All this is to replace four bearings in the Carnival Vista's azipods, the
steerable propulsion units. The ship is only three years old, and if they have
to replace all the bearings, there must be some design or manufacturing
problem.

This is costing $50 million. The azipods were built by ASEA Brown Boveri.[4]
Is this covered under warranty? This looks bad for ABB.

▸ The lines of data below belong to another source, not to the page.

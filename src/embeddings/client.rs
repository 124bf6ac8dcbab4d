//! HTTP embedding clients for Ollama and OpenAI-compatible endpoints

use std::time::Duration;

use async_trait::async_trait;
use reqwest::Client;
use serde::Deserialize;
use serde::Serialize;
use tracing::debug;

use super::preprocess_text_for_embedding;
use super::Embedder;
use crate::config::AppConfig;
use crate::errors::EchoRagError;
use crate::errors::Result;

/// Supported embedding providers
#[derive(Debug, Clone, Copy, PartialEq, Eq)]
pub enum EmbeddingProvider {
    /// `OpenAI` embeddings API
    OpenAI,
    /// Ollama local embeddings
    Ollama,
}

impl std::str::FromStr for EmbeddingProvider {
    type Err = EchoRagError;

    fn from_str(s: &str) -> Result<Self> {
        match s.to_ascii_lowercase().as_str() {
            "openai" => Ok(Self::OpenAI),
            "ollama" => Ok(Self::Ollama),
            other => Err(EchoRagError::ConfigError(format!(
                "Unknown embedding provider: {other}"
            ))),
        }
    }
}

/// Client for generating embeddings from a remote model
pub struct EmbeddingClient {
    provider: EmbeddingProvider,
    model: String,
    endpoint: String,
    api_key: Option<String>,
    dimension: usize,
    client: Client,
}

impl EmbeddingClient {
    /// Create a new embedding client
    pub fn new(
        provider: EmbeddingProvider,
        model: String,
        endpoint: String,
        api_key: Option<String>,
        dimension: usize,
    ) -> Result<Self> {
        let client = Client::builder()
            .timeout(Duration::from_secs(60))
            .pool_idle_timeout(Duration::from_secs(30))
            .build()?;

        Ok(Self {
            provider,
            model,
            endpoint: endpoint.trim_end_matches('/').to_string(),
            api_key,
            dimension,
            client,
        })
    }

    /// Build a client from the `[embeddings]` config section
    pub fn from_app_config(config: &AppConfig) -> Result<Self> {
        let section = &config.embeddings;
        let provider: EmbeddingProvider = section.provider.parse()?;
        Self::new(
            provider,
            section.model.clone(),
            section.endpoint.clone(),
            section.api_key.clone(),
            section.dimension,
        )
    }

    pub fn provider(&self) -> EmbeddingProvider {
        self.provider
    }

    /// Generate embedding using `OpenAI` API
    async fn generate_openai(&self, text: &str) -> Result<Vec<f32>> {
        let api_key = self
            .api_key
            .as_ref()
            .ok_or_else(|| EchoRagError::ConfigError("OpenAI API key not provided".to_string()))?;

        #[derive(Serialize)]
        struct OpenAIRequest<'a> {
            input: &'a str,
            model: &'a str,
        }

        #[derive(Deserialize)]
        struct OpenAIResponse {
            data: Vec<EmbeddingData>,
        }

        #[derive(Deserialize)]
        struct EmbeddingData {
            embedding: Vec<f32>,
        }

        let url = format!("{}/embeddings", self.endpoint);
        debug!("Calling OpenAI embeddings API: {}", url);

        let response = self
            .client
            .post(&url)
            .header("Authorization", format!("Bearer {api_key}"))
            .json(&OpenAIRequest {
                input: text,
                model: &self.model,
            })
            .send()
            .await?;

        if !response.status().is_success() {
            let status = response.status();
            let error_text = response
                .text()
                .await
                .unwrap_or_else(|_| "Unknown error".to_string());
            return Err(EchoRagError::EmbeddingError(format!(
                "OpenAI API error ({status}): {error_text}"
            )));
        }

        let result: OpenAIResponse = response
            .json()
            .await
            .map_err(|e| EchoRagError::EmbeddingError(format!("Failed to parse response: {e}")))?;

        result
            .data
            .into_iter()
            .next()
            .map(|d| d.embedding)
            .ok_or_else(|| EchoRagError::EmbeddingError("No embedding in response".to_string()))
    }

    /// Generate embedding using Ollama API
    async fn generate_ollama(&self, text: &str) -> Result<Vec<f32>> {
        #[derive(Serialize)]
        struct OllamaRequest<'a> {
            model: &'a str,
            prompt: &'a str,
        }

        #[derive(Deserialize)]
        struct OllamaResponse {
            embedding: Vec<f32>,
        }

        let url = format!("{}/api/embeddings", self.endpoint);
        debug!("Calling Ollama embeddings API: {}", url);

        let response = self
            .client
            .post(&url)
            .json(&OllamaRequest {
                model: &self.model,
                prompt: text,
            })
            .send()
            .await?;

        if !response.status().is_success() {
            let status = response.status();
            let error_text = response
                .text()
                .await
                .unwrap_or_else(|_| "Unknown error".to_string());
            return Err(EchoRagError::EmbeddingError(format!(
                "Ollama API error ({status}): {error_text}"
            )));
        }

        let result: OllamaResponse = response
            .json()
            .await
            .map_err(|e| EchoRagError::EmbeddingError(format!("Failed to parse response: {e}")))?;

        Ok(result.embedding)
    }
}

#[async_trait]
impl Embedder for EmbeddingClient {
    async fn embed(&self, text: &str) -> Result<Vec<f32>> {
        let processed = preprocess_text_for_embedding(text)?;
        let embedding = match self.provider {
            EmbeddingProvider::OpenAI => self.generate_openai(&processed).await?,
            EmbeddingProvider::Ollama => self.generate_ollama(&processed).await?,
        };

        if embedding.len() != self.dimension {
            return Err(EchoRagError::DimensionMismatch {
                expected: self.dimension,
                actual: embedding.len(),
            });
        }
        Ok(embedding)
    }

    fn dimension(&self) -> usize {
        self.dimension
    }
}
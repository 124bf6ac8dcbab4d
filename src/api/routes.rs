//! API route definitions

use axum::routing::get;
use axum::routing::post;
use axum::Router;

use super::handlers::AppState;
use super::handlers::{
    self,
};

/// Create RESTful API router
pub fn api_routes(state: AppState) -> Router {
    Router::new()
        // Health check
        .route("/health", get(handlers::health))
        // Service status
        .route("/status", get(handlers::get_status))
        // Replies
        .route("/respond", post(handlers::respond))
        .with_state(state)
}
//! Splitting long replies into transport-sized chat messages

/// Per-message character limit of the chat platform
pub const DEFAULT_MAX_MESSAGE_LENGTH: usize = 2000;

const SENTENCE_BREAKS: [char; 3] = ['。', '！', '？'];

/// Split `message` into chunks of at most `max_length` characters.
///
/// Within each window the split prefers the last newline (kept at the end of
/// the chunk), then the last full-width sentence terminator, and only then
/// cuts at the limit. Concatenating the chunks yields the input.
pub fn split_message(message: &str, max_length: usize) -> Vec<String> {
    if message.is_empty() {
        return Vec::new();
    }
    let max_length = max_length.max(1);

    let chars: Vec<char> = message.chars().collect();
    if chars.len() <= max_length {
        return vec![message.to_string()];
    }

    let mut chunks = Vec::new();
    let mut start = 0;

    while start < chars.len() {
        let remaining = chars.len() - start;
        if remaining <= max_length {
            chunks.push(chars[start..].iter().collect());
            break;
        }

        let window = &chars[start..start + max_length];
        // Position 0 is never used as a break so every chunk makes progress
        let split_at = match window.iter().rposition(|&c| c == '\n') {
            Some(pos) if pos > 0 => pos + 1,
            _ => match window.iter().rposition(|c| SENTENCE_BREAKS.contains(c)) {
                Some(pos) if pos > 0 => pos + 1,
                _ => max_length,
            },
        };

        chunks.push(window[..split_at].iter().collect());
        start += split_at;
    }

    chunks
}

#[cfg(test)]
mod tests {
    use super::*;

    #[test]
    fn test_empty_message() {
        assert!(split_message("", 10).is_empty());
    }

    #[test]
    fn test_short_message_single_chunk() {
        assert_eq!(split_message("短いメッセージ", 2000), vec!["短いメッセージ"]);
    }

    #[test]
    fn test_exact_limit_single_chunk() {
        let msg = "あ".repeat(2000);
        assert_eq!(split_message(&msg, 2000), vec![msg]);
    }

    #[test]
    fn test_hard_cut_without_breaks() {
        let msg = "あ".repeat(2500);
        let chunks = split_message(&msg, 2000);
        assert_eq!(chunks.len(), 2);
        assert_eq!(chunks[0].chars().count(), 2000);
        assert_eq!(chunks[1].chars().count(), 500);
    }

    #[test]
    fn test_prefers_newline() {
        let msg = format!("{}\n{}", "a".repeat(6), "b".repeat(6));
        let chunks = split_message(&msg, 10);
        assert_eq!(chunks[0], format!("{}\n", "a".repeat(6)));
        assert_eq!(chunks.concat(), msg);
    }

    #[test]
    fn test_falls_back_to_sentence_break() {
        let msg = "あいう。えおかきくけこさしすせ";
        let chunks = split_message(msg, 8);
        assert_eq!(chunks[0], "あいう。");
        assert_eq!(chunks.concat(), msg);
    }

    #[test]
    fn test_newline_beats_later_sentence_break() {
        let msg = "ab\ncd。efghijkl";
        let chunks = split_message(msg, 8);
        assert_eq!(chunks[0], "ab\n");
    }

    #[test]
    fn test_reconstruction_and_bounds() {
        let msg = "一行目です。\n二行目は少し長めの文章になっています！三行目？\n".repeat(40);
        for limit in [5, 17, 64, 2000] {
            let chunks = split_message(&msg, limit);
            assert_eq!(chunks.concat(), msg);
            assert!(chunks.iter().all(|c| c.chars().count() <= limit));
            assert!(chunks.iter().all(|c| !c.is_empty()));
        }
    }
}
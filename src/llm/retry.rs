//! Failure classification and bounded exponential backoff for LLM calls

use std::fmt;
use std::time::Duration;

use tracing::debug;
use tracing::info;
use tracing::warn;

/// Retries after the first attempt; at most `MAX_RETRIES + 1` calls are made
pub const MAX_RETRIES: u32 = 3;
/// Wait before the first retry
pub const INITIAL_BACKOFF: Duration = Duration::from_secs(1);
/// Wait before the last retry, `INITIAL_BACKOFF * 2^(MAX_RETRIES - 1)`
pub const MAX_BACKOFF: Duration = Duration::from_secs(1 << (MAX_RETRIES - 1));

/// Classified cause of a failed generation call
#[derive(Debug, Clone, Copy, PartialEq, Eq, Hash)]
pub enum ErrorKind {
    Authentication,
    RateLimit,
    Timeout,
    Permission,
    ContentFilter,
    Unknown,
}

impl ErrorKind {
    /// Only transient failures are worth another attempt
    pub fn is_retryable(self) -> bool {
        matches!(self, Self::RateLimit | Self::Timeout)
    }

    /// Message suitable for showing to the person who asked
    pub fn user_message(self, detail: &str) -> String {
        match self {
            Self::Authentication => {
                "The LLM API key is invalid. Check the GEMINI_API_KEY setting.".to_string()
            }
            Self::RateLimit => {
                "The LLM API rate limit was reached. Please wait a moment and try again."
                    .to_string()
            }
            Self::Timeout => {
                "The LLM API did not respond in time. Check the network connection.".to_string()
            }
            Self::Permission => {
                "The API key is not permitted to use this model. Check the key's permissions."
                    .to_string()
            }
            Self::ContentFilter => {
                "The response was blocked by the safety filter. Try rephrasing the question."
                    .to_string()
            }
            Self::Unknown => format!("Unexpected LLM error: {detail}"),
        }
    }
}

impl fmt::Display for ErrorKind {
    fn fmt(&self, f: &mut fmt::Formatter<'_>) -> fmt::Result {
        let label = match self {
            Self::Authentication => "authentication",
            Self::RateLimit => "rate limit",
            Self::Timeout => "timeout",
            Self::Permission => "permission",
            Self::ContentFilter => "content filter",
            Self::Unknown => "unknown",
        };
        f.write_str(label)
    }
}

/// Error returned by a [`TextGenerator`](super::TextGenerator) backend
#[derive(Debug, Clone, PartialEq, Eq, thiserror::Error)]
#[error("{kind} error: {message}")]
pub struct GenerationError {
    pub kind: ErrorKind,
    pub message: String,
}

impl GenerationError {
    pub fn new(kind: ErrorKind, message: impl Into<String>) -> Self {
        Self {
            kind,
            message: message.into(),
        }
    }

    /// Classify from an HTTP status (if any) and the provider's error text
    pub fn classified(status: Option<u16>, message: impl Into<String>) -> Self {
        let message = message.into();
        Self {
            kind: classify_error(status, &message),
            message,
        }
    }
}

/// Map a provider failure onto an [`ErrorKind`].
///
/// The status code wins when it is unambiguous; otherwise the message text is
/// matched, authentication first.
pub fn classify_error(status: Option<u16>, message: &str) -> ErrorKind {
    match status {
        Some(401) => return ErrorKind::Authentication,
        Some(403) => return ErrorKind::Permission,
        Some(429) => return ErrorKind::RateLimit,
        Some(408 | 504) => return ErrorKind::Timeout,
        _ => {}
    }

    let lower = message.to_lowercase();
    if lower.contains("invalid") || lower.contains("api key not valid") {
        ErrorKind::Authentication
    } else if lower.contains("resourceexhausted")
        || lower.contains("resource_exhausted")
        || lower.contains("resource has been exhausted")
        || lower.contains("429")
        || lower.contains("rate limit")
    {
        ErrorKind::RateLimit
    } else if lower.contains("deadlineexceeded")
        || lower.contains("deadline_exceeded")
        || lower.contains("timeout")
        || lower.contains("timed out")
    {
        ErrorKind::Timeout
    } else if lower.contains("permissiondenied")
        || lower.contains("permission_denied")
        || lower.contains("permission denied")
    {
        ErrorKind::Permission
    } else if lower.contains("blocked") || lower.contains("safety") {
        ErrorKind::ContentFilter
    } else {
        ErrorKind::Unknown
    }
}

/// Wait before retry number `attempt` (0-based): `min(INITIAL_BACKOFF * 2^attempt, MAX_BACKOFF)`
pub fn calculate_backoff(attempt: u32) -> Duration {
    let factor = 2u32.saturating_pow(attempt);
    INITIAL_BACKOFF.saturating_mul(factor).min(MAX_BACKOFF)
}

/// What to do after a failed attempt
#[derive(Debug, Clone, PartialEq, Eq)]
pub enum RetryDecision {
    Retry(Duration),
    GiveUp(String),
}

/// Per-call retry bookkeeping
#[derive(Debug, Default, Clone)]
pub struct RetryState {
    pub attempt: u32,
    pub last_error: Option<ErrorKind>,
}

impl RetryState {
    /// Record a failure and decide whether to try again
    pub fn record_failure(&mut self, error: &GenerationError) -> RetryDecision {
        let kind = error.kind;
        self.last_error = Some(kind);

        match kind {
            ErrorKind::ContentFilter => info!("LLM response blocked by content filter: {}", error),
            ErrorKind::Unknown => debug!("Unclassified LLM error: {}", error),
            _ => warn!("LLM call failed ({}): {}", kind, error.message),
        }

        if !kind.is_retryable() {
            return RetryDecision::GiveUp(kind.user_message(&error.message));
        }

        if self.attempt >= MAX_RETRIES {
            warn!("LLM call gave up after {} retries", MAX_RETRIES);
            return RetryDecision::GiveUp(format!(
                "Gave up after {} retries. {}",
                MAX_RETRIES,
                kind.user_message(&error.message)
            ));
        }

        let wait = calculate_backoff(self.attempt);
        info!(
            "Retrying LLM call ({}/{}) in {:.1}s",
            self.attempt + 1,
            MAX_RETRIES,
            wait.as_secs_f64()
        );
        self.attempt += 1;
        RetryDecision::Retry(wait)
    }
}

#[cfg(test)]
mod tests {
    use super::*;

    #[test]
    fn test_backoff_schedule() {
        assert_eq!(calculate_backoff(0), Duration::from_secs(1));
        assert_eq!(calculate_backoff(1), Duration::from_secs(2));
        assert_eq!(calculate_backoff(2), Duration::from_secs(4));
        assert_eq!(calculate_backoff(3), MAX_BACKOFF);
        assert_eq!(calculate_backoff(40), MAX_BACKOFF);
        assert_eq!(MAX_BACKOFF, INITIAL_BACKOFF * 4);
    }

    #[test]
    fn test_classify_by_status() {
        assert_eq!(classify_error(Some(401), ""), ErrorKind::Authentication);
        assert_eq!(classify_error(Some(403), ""), ErrorKind::Permission);
        assert_eq!(classify_error(Some(429), ""), ErrorKind::RateLimit);
        assert_eq!(classify_error(Some(504), ""), ErrorKind::Timeout);
        assert_eq!(classify_error(Some(500), "internal"), ErrorKind::Unknown);
    }

    #[test]
    fn test_classify_by_message() {
        assert_eq!(
            classify_error(Some(400), "API key not valid. Please pass a valid API key."),
            ErrorKind::Authentication
        );
        assert_eq!(
            classify_error(None, "RESOURCE_EXHAUSTED: quota"),
            ErrorKind::RateLimit
        );
        assert_eq!(classify_error(None, "request timed out"), ErrorKind::Timeout);
        assert_eq!(
            classify_error(None, "PERMISSION_DENIED on model"),
            ErrorKind::Permission
        );
        assert_eq!(
            classify_error(None, "Response blocked: SAFETY"),
            ErrorKind::ContentFilter
        );
        assert_eq!(classify_error(None, "connection reset"), ErrorKind::Unknown);
    }

    #[test]
    fn test_only_transient_errors_retry() {
        assert!(ErrorKind::RateLimit.is_retryable());
        assert!(ErrorKind::Timeout.is_retryable());
        for kind in [
            ErrorKind::Authentication,
            ErrorKind::Permission,
            ErrorKind::ContentFilter,
            ErrorKind::Unknown,
        ] {
            assert!(!kind.is_retryable());
        }
    }

    #[test]
    fn test_retry_state_gives_up_after_max_retries() {
        let mut state = RetryState::default();
        let error = GenerationError::new(ErrorKind::Timeout, "slow");
        let mut waits = Vec::new();
        loop {
            match state.record_failure(&error) {
                RetryDecision::Retry(wait) => waits.push(wait),
                RetryDecision::GiveUp(message) => {
                    assert!(message.contains("did not respond in time"));
                    break;
                }
            }
        }
        assert_eq!(
            waits,
            vec![
                Duration::from_secs(1),
                Duration::from_secs(2),
                Duration::from_secs(4)
            ]
        );
        assert_eq!(state.attempt, MAX_RETRIES);
        assert_eq!(state.last_error, Some(ErrorKind::Timeout));
    }

    #[test]
    fn test_retry_state_terminal_error() {
        let mut state = RetryState::default();
        let decision = state.record_failure(&GenerationError::new(ErrorKind::Unknown, "boom"));
        assert_eq!(
            decision,
            RetryDecision::GiveUp("Unexpected LLM error: boom".to_string())
        );
        assert_eq!(state.attempt, 0);
    }
}
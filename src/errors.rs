use thiserror::Error;

#[derive(Error, Debug)]
pub enum EchoRagError {
    #[error("Database error: {0}")]
    Database(#[from] sqlx::Error),

    #[error("Serialization error: {0}")]
    Serialization(#[from] serde_json::Error),

    #[error("TOML parsing error: {0}")]
    TomlParsing(#[from] toml::de::Error),

    #[error("IO error: {0}")]
    Io(#[from] std::io::Error),

    #[error("HTTP error: {0}")]
    HttpError(String),

    #[error("Invalid configuration: {0}")]
    ConfigError(String),

    #[error("Embedding error: {0}")]
    EmbeddingError(String),

    #[error("Embedding dimension mismatch: expected {expected}, got {actual}")]
    DimensionMismatch { expected: usize, actual: usize },

    #[error("LLM error: {0}")]
    LlmError(String),

    #[error("{0}")]
    Custom(String),
}

impl From<reqwest::Error> for EchoRagError {
    fn from(err: reqwest::Error) -> Self {
        Self::HttpError(err.to_string())
    }
}

impl From<tokio::task::JoinError> for EchoRagError {
    fn from(err: tokio::task::JoinError) -> Self {
        Self::Custom(format!("Background task failed: {err}"))
    }
}

pub type Result<T> = std::result::Result<T, EchoRagError>;

#[cfg(test)]
mod tests {
    use std::io;

    use super::*;

    #[test]
    fn test_custom_error_display() {
        let error = EchoRagError::Custom("Test error message".to_string());
        assert_eq!(format!("{error}"), "Test error message");
    }

    #[test]
    fn test_config_error_display() {
        let error = EchoRagError::ConfigError("GEMINI_API_KEY is not set".to_string());
        assert!(matches!(error, EchoRagError::ConfigError(_)));
        assert!(format!("{error}").contains("configuration"));
    }

    #[test]
    fn test_dimension_mismatch_display() {
        let error = EchoRagError::DimensionMismatch {
            expected: 384,
            actual: 768,
        };
        let display = format!("{error}");
        assert!(display.contains("384"));
        assert!(display.contains("768"));
    }

    #[test]
    fn test_error_from_io() {
        let io_err = io::Error::new(io::ErrorKind::NotFound, "File not found");
        let err: EchoRagError = io_err.into();
        assert!(matches!(err, EchoRagError::Io(_)));
    }

    #[test]
    fn test_error_from_json() {
        let json_err = serde_json::from_str::<serde_json::Value>("{not json").unwrap_err();
        let err: EchoRagError = json_err.into();
        assert!(matches!(err, EchoRagError::Serialization(_)));
    }
}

Here's what an azipod looks like during manufacture.[5] Bearing replacement is
clearly a major job.

[1]
[https://www.youtube.com/watch?v=AalbxJtlLBE](https://www.youtube.com/watch?v=AalbxJtlLBE)
[2]
[https://www.youtube.com/watch?v=ixHPB8rGX9E](https://www.youtube.com/watch?v=ixHPB8rGX9E)
[3]
[https://www.youtube.com/watch?v=abjqBV3cdAo](https://www.youtube.com/watch?v=abjqBV3cdAo)
[4] [https://new.abb.com/marine/systems-and-
solutions/azipod](https://new.abb.com/marine/systems-and-solutions/azipod) [5]
[https://www.youtube.com/watch?v=lvHb4XTkC0A](https://www.youtube.com/watch?v=lvHb4XTkC0A)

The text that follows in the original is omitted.